**Task details**
Look below for the line containing "pub struct Pdsh"; from there through the line containing "fn exec_all(&self, hosts: &[NodeName], command: &str)", both lines included, please set down each line exactly and nothing else.

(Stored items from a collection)
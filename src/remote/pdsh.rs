use std::collections::BTreeMap;
use std::process::Command;

use tracing::debug;

use super::{connect_timeout, FanOutOutput, FanOutShell};
use crate::config::FanOutConfig;
use crate::domain::node::NodeName;
use crate::error::{FleetError, FleetResult};

#[derive(Debug, Clone)]
pub struct Pdsh {
    program: String,
    connect_timeout_secs: u64,
    command_timeout_secs: u64,
    user: Option<String>,
}

impl Pdsh {
    pub fn new(config: &FanOutConfig, user: Option<String>) -> Self {
        Self {
            program: config.program.clone(),
            connect_timeout_secs: config.connect_timeout_secs,
            command_timeout_secs: config.command_timeout_secs,
            user,
        }
    }
}

impl FanOutShell for Pdsh {
    fn exec_all(&self, hosts: &[NodeName], command: &str) -> FleetResult<FanOutOutput> {
        let mut cmd = Command::new(&self.program);
        cmd.args(["-R", "ssh", "-S"])
            .args(["-t", &connect_timeout(self.connect_timeout_secs).as_secs().to_string()])
            .args(["-u", &self.command_timeout_secs.to_string()])
            .args(["-w", &hosts.join(",")]);
        if let Some(user) = &self.user {
            cmd.args(["-l", user]);
        }
        cmd.arg(command);

        debug!(program = %self.program, hosts = hosts.len(), command, "fan-out");
        let output = cmd
            .output()
            .map_err(|e| FleetError::spawn(&self.program, e))?;

        let stdout = String::from_utf8_lossy(&output.stdout);
        let stderr = String::from_utf8_lossy(&output.stderr);
        Ok(parse_output(
            output.status.code().unwrap_or(-1),
            &stdout,
            &stderr,
        ))
    }
}

/// Group `host: line` output by host and collect the per-host annotations pdsh
/// writes to stderr:
///
/// ```text
/// pdsh@login: gpu-2: ssh exited with exit code 1
/// pdsh@login: gpu-3: connect: Connection timed out
/// ```
pub fn parse_output(status: i32, stdout: &str, stderr: &str) -> FanOutOutput {
    let mut output: BTreeMap<NodeName, Vec<String>> = BTreeMap::new();
    let mut failures: BTreeMap<NodeName, i32> = BTreeMap::new();

    for line in stderr.lines() {
        let Some(rest) = line.strip_prefix("pdsh@") else {
            if let Some((host, text)) = split_host_line(line) {
                output.entry(host).or_default().push(text);
            }
            continue;
        };
        // "login: gpu-2: ssh exited with exit code 1"
        let mut parts = rest.splitn(3, ": ");
        let (Some(_origin), Some(host), Some(message)) = (parts.next(), parts.next(), parts.next()) else {
            continue;
        };
        let code = message
            .rsplit_once("exit code ")
            .and_then(|(_, c)| c.trim().parse::<i32>().ok())
            .unwrap_or(SSH_CONNECT_FAILURE);
        if code != 0 {
            failures.insert(host.to_string(), code);
        }
        output.entry(host.to_string()).or_default().push(message.to_string());
    }

    for line in stdout.lines() {
        if let Some((host, text)) = split_host_line(line) {
            output.entry(host).or_default().push(text);
        }
    }

    FanOutOutput {
        status,
        output,
        failures,
    }
}

const SSH_CONNECT_FAILURE: i32 = 255;

fn split_host_line(line: &str) -> Option<(NodeName, String)> {
    let (host, text) = line.split_once(": ")?;
    if host.is_empty() || host.contains(char::is_whitespace) {
        return None;
    }
    Some((host.to_string(), text.to_string()))
}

**Exercise response**
pub struct Pdsh {
    program: String,
    connect_timeout_secs: u64,
    command_timeout_secs: u64,
    user: Option<String>,
}

impl Pdsh {
    pub fn new(config: &FanOutConfig, user: Option<String>) -> Self {
        Self {
            program: config.program.clone(),
            connect_timeout_secs: config.connect_timeout_secs,
            command_timeout_secs: config.command_timeout_secs,
            user,
        }
    }
}

impl FanOutShell for Pdsh {
    fn exec_all(&self, hosts: &[NodeName], command: &str) -> FleetResult<FanOutOutput> {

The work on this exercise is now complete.